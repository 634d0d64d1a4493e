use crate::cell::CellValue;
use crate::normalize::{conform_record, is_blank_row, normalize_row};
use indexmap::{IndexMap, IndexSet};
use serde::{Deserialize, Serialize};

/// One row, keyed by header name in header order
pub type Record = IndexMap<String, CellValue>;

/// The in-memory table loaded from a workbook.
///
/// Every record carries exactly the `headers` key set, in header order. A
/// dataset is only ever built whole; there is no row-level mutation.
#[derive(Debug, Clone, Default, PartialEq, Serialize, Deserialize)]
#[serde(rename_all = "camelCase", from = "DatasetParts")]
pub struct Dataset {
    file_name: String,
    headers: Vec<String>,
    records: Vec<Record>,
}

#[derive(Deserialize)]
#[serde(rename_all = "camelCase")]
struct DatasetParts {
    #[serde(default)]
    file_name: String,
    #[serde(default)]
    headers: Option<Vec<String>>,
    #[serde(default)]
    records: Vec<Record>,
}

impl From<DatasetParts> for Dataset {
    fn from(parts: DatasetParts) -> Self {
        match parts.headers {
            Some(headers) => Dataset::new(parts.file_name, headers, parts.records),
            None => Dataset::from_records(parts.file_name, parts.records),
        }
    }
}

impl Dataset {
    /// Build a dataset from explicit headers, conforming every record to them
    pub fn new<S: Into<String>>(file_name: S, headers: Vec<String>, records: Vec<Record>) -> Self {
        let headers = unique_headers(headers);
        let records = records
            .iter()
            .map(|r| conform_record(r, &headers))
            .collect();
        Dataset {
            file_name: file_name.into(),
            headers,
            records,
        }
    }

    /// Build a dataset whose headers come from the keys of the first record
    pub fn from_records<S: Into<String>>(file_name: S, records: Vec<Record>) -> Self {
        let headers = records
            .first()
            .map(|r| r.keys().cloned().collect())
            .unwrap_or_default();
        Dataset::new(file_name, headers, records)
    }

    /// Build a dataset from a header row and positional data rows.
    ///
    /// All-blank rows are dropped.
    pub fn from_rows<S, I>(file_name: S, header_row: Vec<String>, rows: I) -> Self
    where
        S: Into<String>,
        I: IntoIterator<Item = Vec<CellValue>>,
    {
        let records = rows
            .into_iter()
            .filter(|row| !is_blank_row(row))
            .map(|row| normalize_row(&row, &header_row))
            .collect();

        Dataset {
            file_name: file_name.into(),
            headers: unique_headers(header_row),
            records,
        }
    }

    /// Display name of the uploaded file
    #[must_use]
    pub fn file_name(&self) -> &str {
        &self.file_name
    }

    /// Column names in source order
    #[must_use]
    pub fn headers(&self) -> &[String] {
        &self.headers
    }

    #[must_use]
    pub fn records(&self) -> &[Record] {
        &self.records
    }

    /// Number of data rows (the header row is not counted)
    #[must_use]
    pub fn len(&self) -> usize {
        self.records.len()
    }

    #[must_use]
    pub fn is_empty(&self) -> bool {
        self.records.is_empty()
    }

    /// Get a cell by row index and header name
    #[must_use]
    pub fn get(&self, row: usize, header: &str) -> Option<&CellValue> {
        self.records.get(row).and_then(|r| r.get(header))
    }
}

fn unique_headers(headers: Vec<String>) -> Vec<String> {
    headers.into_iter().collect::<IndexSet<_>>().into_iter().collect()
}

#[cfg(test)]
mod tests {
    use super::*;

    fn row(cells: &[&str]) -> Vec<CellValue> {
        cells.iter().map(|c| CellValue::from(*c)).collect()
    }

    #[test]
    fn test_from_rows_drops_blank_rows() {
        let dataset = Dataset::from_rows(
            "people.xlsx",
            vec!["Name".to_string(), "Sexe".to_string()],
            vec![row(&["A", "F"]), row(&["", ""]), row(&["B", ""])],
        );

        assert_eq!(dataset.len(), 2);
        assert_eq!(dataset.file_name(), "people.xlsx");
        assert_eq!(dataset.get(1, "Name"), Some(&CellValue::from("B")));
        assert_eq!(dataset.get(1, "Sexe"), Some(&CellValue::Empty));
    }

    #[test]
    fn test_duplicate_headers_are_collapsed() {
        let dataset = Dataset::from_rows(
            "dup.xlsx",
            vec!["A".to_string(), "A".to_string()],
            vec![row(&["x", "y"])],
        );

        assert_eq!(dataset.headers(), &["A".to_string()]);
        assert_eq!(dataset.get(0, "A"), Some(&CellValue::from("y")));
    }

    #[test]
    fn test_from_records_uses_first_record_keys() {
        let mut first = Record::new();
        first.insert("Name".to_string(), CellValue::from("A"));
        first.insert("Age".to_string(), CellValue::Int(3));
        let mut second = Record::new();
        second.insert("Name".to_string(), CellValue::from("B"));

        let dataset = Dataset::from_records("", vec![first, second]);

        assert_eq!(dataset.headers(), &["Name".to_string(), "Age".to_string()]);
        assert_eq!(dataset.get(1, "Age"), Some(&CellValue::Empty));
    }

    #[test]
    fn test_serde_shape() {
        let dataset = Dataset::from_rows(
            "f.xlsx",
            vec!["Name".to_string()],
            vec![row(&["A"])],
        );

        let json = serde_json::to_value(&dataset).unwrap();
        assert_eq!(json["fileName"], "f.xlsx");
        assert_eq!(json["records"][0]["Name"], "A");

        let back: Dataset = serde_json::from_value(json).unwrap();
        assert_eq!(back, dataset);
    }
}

**BRIEF**
Write out the material exactly as given.

**TASK RESULT**
repository 634d0d64d1a4493e
use crate::cell::CellValue;
use crate::normalize::{conform_record, is_blank_row, normalize_row};
use indexmap::{IndexMap, IndexSet};
use serde::{Deserialize, Serialize};

/// One row, keyed by header name in header order
pub type Record = IndexMap<String, CellValue>;

/// The in-memory table loaded from a workbook.
///
/// Every record carries exactly the `headers` key set, in header order. A
/// dataset is only ever built whole; there is no row-level mutation.
#[derive(Debug, Clone, Default, PartialEq, Serialize, Deserialize)]
#[serde(rename_all = "camelCase", from = "DatasetParts")]
pub struct Dataset {
    file_name: String,
    headers: Vec<String>,
    records: Vec<Record>,
}

#[derive(Deserialize)]
#[serde(rename_all = "camelCase")]
struct DatasetParts {
    #[serde(default)]
    file_name: String,
    #[serde(default)]
    headers: Option<Vec<String>>,
    #[serde(default)]
    records: Vec<Record>,
}

impl From<DatasetParts> for Dataset {
    fn from(parts: DatasetParts) -> Self {
        match parts.headers {
            Some(headers) => Dataset::new(parts.file_name, headers, parts.records),
            None => Dataset::from_records(parts.file_name, parts.records),
        }
    }
}

impl Dataset {
    /// Build a dataset from explicit headers, conforming every record to them
    pub fn new<S: Into<String>>(file_name: S, headers: Vec<String>, records: Vec<Record>) -> Self {
        let headers = unique_headers(headers);
        let records = records
            .iter()
            .map(|r| conform_record(r, &headers))
            .collect();
        Dataset {
            file_name: file_name.into(),
            headers,
            records,
        }
    }

    /// Build a dataset whose headers come from the keys of the first record
    pub fn from_records<S: Into<String>>(file_name: S, records: Vec<Record>) -> Self {
        let headers = records
            .first()
            .map(|r| r.keys().cloned().collect())
            .unwrap_or_default();
        Dataset::new(file_name, headers, records)
    }

    /// Build a dataset from a header row and positional data rows.
    ///
    /// All-blank rows are dropped.
    pub fn from_rows<S, I>(file_name: S, header_row: Vec<String>, rows: I) -> Self
    where
        S: Into<String>,
        I: IntoIterator<Item = Vec<CellValue>>,
    {
        let records = rows
            .into_iter()
            .filter(|row| !is_blank_row(row))
            .map(|row| normalize_row(&row, &header_row))
            .collect();

        Dataset {
            file_name: file_name.into(),
            headers: unique_headers(header_row),
            records,
        }
    }

    /// Display name of the uploaded file
    #[must_use]
    pub fn file_name(&self) -> &str {
        &self.file_name
    }

    /// Column names in source order
    #[must_use]
    pub fn headers(&self) -> &[String] {
        &self.headers
    }

    #[must_use]
    pub fn records(&self) -> &[Record] {
        &self.records
    }

    /// Number of data rows (the header row is not counted)
    #[must_use]
    pub fn len(&self) -> usize {
        self.records.len()
    }

    #[must_use]
    pub fn is_empty(&self) -> bool {
        self.records.is_empty()
    }

    /// Get a cell by row index and header name
    #[must_use]
    pub fn get(&self, row: usize, header: &str) -> Option<&CellValue> {
        self.records.get(row).and_then(|r| r.get(header))
    }
}

fn unique_headers(headers: Vec<String>) -> Vec<String> {
    headers.into_iter().collect::<IndexSet<_>>().into_iter().collect()
}

#[cfg(test)]
mod tests {
    use super::*;

    fn row(cells: &[&str]) -> Vec<CellValue> {
        cells.iter().map(|c| CellValue::from(*c)).collect()
    }

    #[test]
    fn test_from_rows_drops_blank_rows() {
        let dataset = Dataset::from_rows(
            "people.xlsx",
            vec!["Name".to_string(), "Sexe".to_string()],
            vec![row(&["A", "F"]), row(&["", ""]), row(&["B", ""])],
        );

        assert_eq!(dataset.len(), 2);
        assert_eq!(dataset.file_name(), "people.xlsx");
        assert_eq!(dataset.get(1, "Name"), Some(&CellValue::from("B")));
        assert_eq!(dataset.get(1, "Sexe"), Some(&CellValue::Empty));
    }

    #[test]
    fn test_duplicate_headers_are_collapsed() {
        let dataset = Dataset::from_rows(
            "dup.xlsx",
            vec!["A".to_string(), "A".to_string()],
            vec![row(&["x", "y"])],
        );

        assert_eq!(dataset.headers(), &["A".to_string()]);
        assert_eq!(dataset.get(0, "A"), Some(&CellValue::from("y")));
    }

    #[test]
    fn test_from_records_uses_first_record_keys() {
        let mut first = Record::new();
        first.insert("Name".to_string(), CellValue::from("A"));
        first.insert("Age".to_string(), CellValue::Int(3));
        let mut second = Record::new();
        second.insert("Name".to_string(), CellValue::from("B"));

        let dataset = Dataset::from_records("", vec![first, second]);

        assert_eq!(dataset.headers(), &["Name".to_string(), "Age".to_string()]);
        assert_eq!(dataset.get(1, "Age"), Some(&CellValue::Empty));
    }

    #[test]
    fn test_serde_shape() {
        let dataset = Dataset::from_rows(
            "f.xlsx",
            vec!["Name".to_string()],
            vec![row(&["A"])],
        );

        let json = serde_json::to_value(&dataset).unwrap();
        assert_eq!(json["fileName"], "f.xlsx");
        assert_eq!(json["records"][0]["Name"], "A");

        let back: Dataset = serde_json::from_value(json).unwrap();
        assert_eq!(back, dataset);
    }
}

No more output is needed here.